Different type of normalization

The current normalization method normalizes to the smallest given count. This kind of method is today quite easy to criticize as a large part of the dataset is thrown away. Furthermore, there are a few well-known papers directly criticizing the use of rarefying/sub-sampling data for sequencing data.

This point is typically brought up by a reviewer and the dataset then needs to be normalized differently and re-plotted to show that the results are sound. Another common method to normalize data, that doesn’t require assembled contigs and estimated gene lengths into the calculation, is counts per million (CPM, i.e. relative proportion x 1 000 000), and is much less criticized among the community as all data is kept. It is for example, used in the edgeR bioconductor R package and also combined with a trimmed mean of M-values normalization.

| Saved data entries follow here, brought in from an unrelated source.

/// Index just after the `super(...)` or `this(...)` call of a constructor body
///
/// `new` instructions are paired with the `<init>` calls that consume them. The first `<init>`
/// call without a pending `new` is the one initializing `this`.
pub fn constructor_body_start(code: &Code) -> Option<usize> {
    let mut pending_news: Vec<&BinaryName> = vec![];
    for (idx, item) in code.items.iter().enumerate() {
        match item {
            CodeItem::Instruction(Instruction::New(RefType::Object(class))) => {
                pending_news.push(class)
            }
            CodeItem::Instruction(Instruction::Invoke(_, method_ref)) if method_ref.is_init() => {
                let class = method_ref.object_class();
                match pending_news.iter().rposition(|pending| Some(*pending) == class) {
                    Some(pending) => {
                        pending_news.remove(pending);
                    }
                    None => return Some(idx + 1),
                }
            }
            _ => (),
        }
    }
    None
}
/// Slots read by any of the advice
fn needed_slots(applied: &[Applied<'_, '_>]) -> Vec<Slot> {
    let mut slots = vec![];
    for Applied { matched, .. } in applied {
        slots.extend(matched.test.slots());
        for arg in &matched.args {
            arg.slots(&mut slots);
        }
    }
    slots
}
use axum::{extract::State, response::Html};
use chrono::{Datelike, Local};

use crate::db;
use crate::error::Result;
use crate::html;
use crate::models::{class_status, Day};
use crate::routes::session::CurrentUser;
use crate::AppState;

/// Home screen: current and next class for today, by server local time
pub async fn home(
    State(state): State<AppState>,
    CurrentUser(username): CurrentUser,
) -> Result<Html<String>> {
    let week = db::get_user_timetable(&state.db, &username).await?;

    let now = Local::now();
    let clock = now.format("%H:%M").to_string();

    let status = Day::from_weekday(now.weekday())
        .map(|day| week.day(day))
        .filter(|periods| !periods.is_empty())
        .map(|periods| class_status(periods, &clock));

    tracing::debug!("Home for {} at {}: {:?}", username, clock, status);

    Ok(Html(html::home_page(&username, status.as_ref())))
}
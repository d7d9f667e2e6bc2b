use std::collections::HashMap;

use crate::constants::{MAX_PERIODS, MIN_PERIODS};
use crate::error::{AppError, Result};
use crate::models::{Day, Period};

/// Keep a requested period count within the range the edit form offers
pub fn clamp_periods(requested: usize) -> usize {
    requested.clamp(MIN_PERIODS, MAX_PERIODS)
}

/// Parse a period count field
///
/// A missing or empty value (a cleared number input) is `None`.
pub fn parse_period_count(raw: Option<&str>) -> Result<Option<usize>> {
    match raw.map(str::trim) {
        None | Some("") => Ok(None),
        Some(value) => value
            .parse::<usize>()
            .map(Some)
            .map_err(|_| AppError::InvalidInput("Invalid number of periods".to_string())),
    }
}

/// A posted edit form, rows exactly as typed
#[derive(Debug, Clone)]
pub struct EditSubmission {
    pub day: Day,
    pub periods: usize,
    pub rows: Vec<Period>,
}

impl EditSubmission {
    /// Read `day`, `periods` and `start_N`/`end_N`/`subject_N` fields
    pub fn from_fields(fields: &HashMap<String, String>) -> Result<Self> {
        let day = fields
            .get("day")
            .ok_or_else(|| AppError::InvalidInput("Missing day".to_string()))?
            .parse::<Day>()?;

        let periods = parse_period_count(fields.get("periods").map(String::as_str))?
            .map(clamp_periods)
            .unwrap_or(MIN_PERIODS);

        let field = |name: &str, i: usize| -> String {
            fields
                .get(&format!("{name}_{i}"))
                .cloned()
                .unwrap_or_default()
        };

        let rows = (0..periods)
            .map(|i| Period::new(field("start", i), field("end", i), field("subject", i)))
            .collect();

        Ok(Self { day, periods, rows })
    }

    /// Rows to store
    ///
    /// Blank rows are dropped; a row with only some fields filled is an error.
    pub fn complete_periods(&self) -> Result<Vec<Period>> {
        let mut complete = Vec::with_capacity(self.rows.len());
        for row in &self.rows {
            let filled = [&row.start, &row.end, &row.subject]
                .iter()
                .filter(|v| !v.is_empty())
                .count();
            match filled {
                0 => continue,
                3 => complete.push(row.clone()),
                _ => return Err(AppError::IncompletePeriod),
            }
        }
        Ok(complete)
    }
}

#[cfg(test)]
mod tests {
    use super::*;

    fn fields(pairs: &[(&str, &str)]) -> HashMap<String, String> {
        pairs
            .iter()
            .map(|(k, v)| (k.to_string(), v.to_string()))
            .collect()
    }

    #[test]
    fn test_clamp_periods() {
        assert_eq!(clamp_periods(0), 1);
        assert_eq!(clamp_periods(5), 5);
        assert_eq!(clamp_periods(40), 12);
    }

    #[test]
    fn test_reads_rows_up_to_period_count() {
        let submission = EditSubmission::from_fields(&fields(&[
            ("day", "wednesday"),
            ("periods", "2"),
            ("start_0", "08:00"),
            ("end_0", "09:00"),
            ("subject_0", "Math"),
            ("start_1", "09:00"),
            ("end_1", "09:15"),
            ("subject_1", "Break"),
            ("start_2", "10:00"),
            ("end_2", "11:00"),
            ("subject_2", "Ignored"),
        ]))
        .unwrap();

        assert_eq!(submission.day, Day::Wednesday);
        assert_eq!(submission.periods, 2);
        assert_eq!(
            submission.complete_periods().unwrap(),
            vec![
                Period::new("08:00", "09:00", "Math"),
                Period::new("09:00", "09:15", "Break"),
            ]
        );
    }

    #[test]
    fn test_blank_rows_are_dropped() {
        let submission = EditSubmission::from_fields(&fields(&[
            ("day", "monday"),
            ("periods", "3"),
            ("start_1", "08:00"),
            ("end_1", "09:00"),
            ("subject_1", "Math"),
        ]))
        .unwrap();

        assert_eq!(
            submission.complete_periods().unwrap(),
            vec![Period::new("08:00", "09:00", "Math")]
        );
    }

    #[test]
    fn test_partial_row_is_rejected() {
        let submission = EditSubmission::from_fields(&fields(&[
            ("day", "monday"),
            ("periods", "1"),
            ("start_0", "08:00"),
            ("subject_0", "Math"),
        ]))
        .unwrap();

        assert!(matches!(
            submission.complete_periods(),
            Err(AppError::IncompletePeriod)
        ));
    }

    #[test]
    fn test_unknown_day_is_rejected() {
        let result = EditSubmission::from_fields(&fields(&[("day", "sunday")]));
        assert!(matches!(result, Err(AppError::InvalidDay(_))));

        let result = EditSubmission::from_fields(&fields(&[("periods", "1")]));
        assert!(matches!(result, Err(AppError::InvalidInput(_))));
    }

    #[test]
    fn test_parse_period_count() {
        assert_eq!(parse_period_count(None).unwrap(), None);
        assert_eq!(parse_period_count(Some("")).unwrap(), None);
        assert_eq!(parse_period_count(Some(" 4 ")).unwrap(), Some(4));
        assert!(matches!(
            parse_period_count(Some("four")),
            Err(AppError::InvalidInput(_))
        ));
    }

    #[test]
    fn test_empty_period_count_defaults_to_one_row() {
        let submission =
            EditSubmission::from_fields(&fields(&[("day", "monday"), ("periods", "")])).unwrap();
        assert_eq!(submission.periods, 1);
    }

    #[test]
    fn test_bad_period_count_is_rejected() {
        let result = EditSubmission::from_fields(&fields(&[("day", "monday"), ("periods", "x")]));
        assert!(matches!(result, Err(AppError::InvalidInput(_))));
    }
}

Anyway, what I wanted to bring up is that MEGAN only offers one type of normalizations, the sub-sampling approach. Because of this, for me MEGAN is many times just used to extract the absolute counts with functional classifications and then normalized and analyzed in other software. This is a bit unnecessary in my opinion as CPM/TMM-values could simply be an alternative normalization method included in the MEGAN software and the supplied command tool compute-comparison.

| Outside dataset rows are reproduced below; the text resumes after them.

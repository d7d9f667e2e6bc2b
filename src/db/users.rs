use sqlx::SqlitePool;

use crate::error::{AppError, Result};
use crate::models::User;

/// Insert a new user
///
/// Returns `AppError::UserAlreadyExists` if the username is taken; nothing is
/// written in that case.
pub async fn create_user(pool: &SqlitePool, username: &str, password: &str) -> Result<()> {
    let result = sqlx::query("INSERT INTO users (username, password) VALUES (?, ?)")
        .bind(username)
        .bind(password)
        .execute(pool)
        .await;

    match result {
        Ok(_) => {
            tracing::info!("New user registered: {}", username);
            Ok(())
        }
        Err(sqlx::Error::Database(e)) if e.is_unique_violation() => {
            tracing::info!("Username already exists: {}", username);
            Err(AppError::UserAlreadyExists)
        }
        Err(e) => Err(e.into()),
    }
}

/// Check an exact (username, password) match
pub async fn verify_user(pool: &SqlitePool, username: &str, password: &str) -> Result<bool> {
    let user = sqlx::query_as::<_, User>(
        "SELECT id, username, password FROM users WHERE username = ? AND password = ?",
    )
    .bind(username)
    .bind(password)
    .fetch_optional(pool)
    .await?;

    Ok(user.is_some())
}

#[cfg(test)]
mod tests {
    use super::*;
    use crate::db::test_pool;

    #[tokio::test]
    async fn test_duplicate_username_is_rejected() {
        let pool = test_pool().await;

        create_user(&pool, "alice", "secret").await.unwrap();
        let second = create_user(&pool, "alice", "other").await;
        assert!(matches!(second, Err(AppError::UserAlreadyExists)));

        // The first password still works, the rejected one does not
        assert!(verify_user(&pool, "alice", "secret").await.unwrap());
        assert!(!verify_user(&pool, "alice", "other").await.unwrap());
    }

    #[tokio::test]
    async fn test_verify_requires_exact_match() {
        let pool = test_pool().await;
        create_user(&pool, "alice", "secret").await.unwrap();

        assert!(verify_user(&pool, "alice", "secret").await.unwrap());
        assert!(!verify_user(&pool, "alice", "Secret").await.unwrap());
        assert!(!verify_user(&pool, "Alice", "secret").await.unwrap());
        assert!(!verify_user(&pool, "alice", "secret ").await.unwrap());
        assert!(!verify_user(&pool, "bob", "secret").await.unwrap());
    }
}
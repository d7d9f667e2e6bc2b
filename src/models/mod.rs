pub mod schedule;
pub mod timetable;
pub mod user;

pub use schedule::{class_status, ClassStatus};
pub use timetable::{Day, Period, TimetableEntry, WeekTimetable};
pub use user::{Credentials, User};
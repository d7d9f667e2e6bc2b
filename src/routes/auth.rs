use axum::{
    extract::State,
    response::{Html, IntoResponse, Redirect, Response},
    Form,
};
use axum_extra::extract::cookie::CookieJar;

use crate::constants::MSG_REGISTERED;
use crate::db;
use crate::error::{AppError, Result};
use crate::html::{self, Notice};
use crate::models::Credentials;
use crate::routes::session::{removal_cookie, session_cookie};
use crate::AppState;

pub async fn login_form() -> Html<String> {
    Html(html::login_page(None, ""))
}

pub async fn register_form() -> Html<String> {
    Html(html::register_page(None, ""))
}

/// Log in with a username and password
///
/// On an exact match the signed session cookie is set and the browser is sent
/// home. Otherwise the form is shown again with an error and no cookie changes.
pub async fn login(
    State(state): State<AppState>,
    jar: CookieJar,
    Form(credentials): Form<Credentials>,
) -> Result<Response> {
    if db::verify_user(&state.db, &credentials.username, &credentials.password).await? {
        tracing::info!("User logged in: {}", credentials.username);
        let cookie = session_cookie(&credentials.username, &state.config.session_secret);
        return Ok((jar.add(cookie), Redirect::to("/")).into_response());
    }

    tracing::warn!("Failed login attempt for {}", credentials.username);
    let error = AppError::InvalidCredentials;
    let notice = Notice::Error(error.to_string());
    Ok((
        error.status(),
        Html(html::login_page(Some(&notice), &credentials.username)),
    )
        .into_response())
}

/// Register a new user
///
/// Empty fields and taken usernames are reported on the form; neither writes
/// anything.
pub async fn register(
    State(state): State<AppState>,
    Form(credentials): Form<Credentials>,
) -> Result<Response> {
    let outcome = match credentials.require_filled() {
        Ok(()) => {
            db::create_user(&state.db, &credentials.username, &credentials.password).await
        }
        Err(e) => Err(e),
    };

    let notice = match outcome {
        Ok(()) => {
            let notice = Notice::Success(MSG_REGISTERED.to_string());
            return Ok(Html(html::register_page(Some(&notice), "")).into_response());
        }
        Err(e @ AppError::MissingCredentials) => (e.status(), Notice::Warning(e.to_string())),
        Err(e) if e.is_user_facing() => (e.status(), Notice::Error(e.to_string())),
        Err(e) => return Err(e),
    };

    let (status, notice) = notice;
    Ok((
        status,
        Html(html::register_page(Some(&notice), &credentials.username)),
    )
        .into_response())
}

/// Clear the session and return to the login page
pub async fn logout(jar: CookieJar) -> impl IntoResponse {
    (jar.remove(removal_cookie()), Redirect::to("/login"))
}
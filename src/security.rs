use hmac::{Hmac, Mac};
use sha2::Sha256;

type HmacSha256 = Hmac<Sha256>;

// =============================================================================
// Session tokens
// =============================================================================

/// Sign a username into a session token
///
/// Format: `hex(username) "." hex(HMAC-SHA256(username, secret))`. The
/// username is hex-encoded so any byte sequence survives the cookie.
pub fn sign_session(username: &str, secret: &str) -> String {
    let signature = match mac_for(secret) {
        Some(mut mac) => {
            mac.update(username.as_bytes());
            hex::encode(mac.finalize().into_bytes())
        }
        None => String::new(),
    };
    format!("{}.{}", hex::encode(username.as_bytes()), signature)
}

/// Recover the username from a session token if its signature checks out
pub fn verify_session(token: &str, secret: &str) -> Option<String> {
    let (encoded_user, signature) = token.split_once('.')?;

    let username_bytes = match hex::decode(encoded_user) {
        Ok(bytes) => bytes,
        Err(_) => {
            tracing::warn!("Invalid hex username in session token");
            return None;
        }
    };

    if !verify_hmac(&username_bytes, signature, secret) {
        tracing::warn!("Session token with invalid signature");
        return None;
    }

    String::from_utf8(username_bytes).ok()
}

/// Verify an HMAC-SHA256 signature given as hex
pub fn verify_hmac(data: &[u8], signature: &str, secret: &str) -> bool {
    let mut mac = match mac_for(secret) {
        Some(m) => m,
        None => return false,
    };

    mac.update(data);

    let sig_bytes = match hex::decode(signature) {
        Ok(bytes) => bytes,
        Err(_) => {
            tracing::warn!("Invalid hex signature format");
            return false;
        }
    };

    // Constant-time comparison
    mac.verify_slice(&sig_bytes).is_ok()
}

fn mac_for(secret: &str) -> Option<HmacSha256> {
    match HmacSha256::new_from_slice(secret.as_bytes()) {
        Ok(m) => Some(m),
        Err(_) => {
            tracing::error!("Failed to create HMAC instance");
            None
        }
    }
}

#[cfg(test)]
mod tests {
    use super::*;

    const SECRET: &str = "test-secret-key";

    #[test]
    fn test_session_round_trip() {
        let token = sign_session("alice", SECRET);
        assert_eq!(verify_session(&token, SECRET), Some("alice".to_string()));
    }

    #[test]
    fn test_session_rejects_other_secret() {
        let token = sign_session("alice", SECRET);
        assert_eq!(verify_session(&token, "another-secret"), None);
    }

    #[test]
    fn test_session_rejects_swapped_username() {
        let token = sign_session("alice", SECRET);
        let (_, signature) = token.split_once('.').unwrap();
        let forged = format!("{}.{}", hex::encode("mallory"), signature);
        assert_eq!(verify_session(&forged, SECRET), None);
    }

    #[test]
    fn test_session_rejects_malformed_tokens() {
        assert_eq!(verify_session("", SECRET), None);
        assert_eq!(verify_session("no-dot", SECRET), None);
        assert_eq!(verify_session("zz.zz", SECRET), None);
        assert_eq!(verify_session(&format!("{}.", hex::encode("alice")), SECRET), None);
    }

    #[test]
    fn test_session_handles_non_ascii_usernames() {
        let token = sign_session("élodie; path=/", SECRET);
        assert!(!token.contains(';'));
        assert_eq!(
            verify_session(&token, SECRET),
            Some("élodie; path=/".to_string())
        );
    }
}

Here’s a paper from 2018 that I found on the subject:
Comparison of normalization methods for the analysis of metagenomic gene abundance data

These are valid points, thank you.

I am not sure whether I understand what you are suggesting.
Are you saying that rather than normalize to the smallest count, normalize to 1 million (relative proportion x 1 000 000)? If so, then this used to be a feature in MEGAN (you could specify the the number that you wanted to normalize to), but the problem with that is species-richness is completely misrepresented.
Ok, now everything samples as a total count of 1 million, but if a sample only had 10 reads to begin with, then it will only have at most 10 different species… and we won’t know whether 10 species represents a very special community (like an acid mine drainage community) or is due to insufficient initial sample size.

One suggestion that I have heard and makes sense to me is to use square-root scaling when comparing samples. This evens out differences in counts without throwing away data…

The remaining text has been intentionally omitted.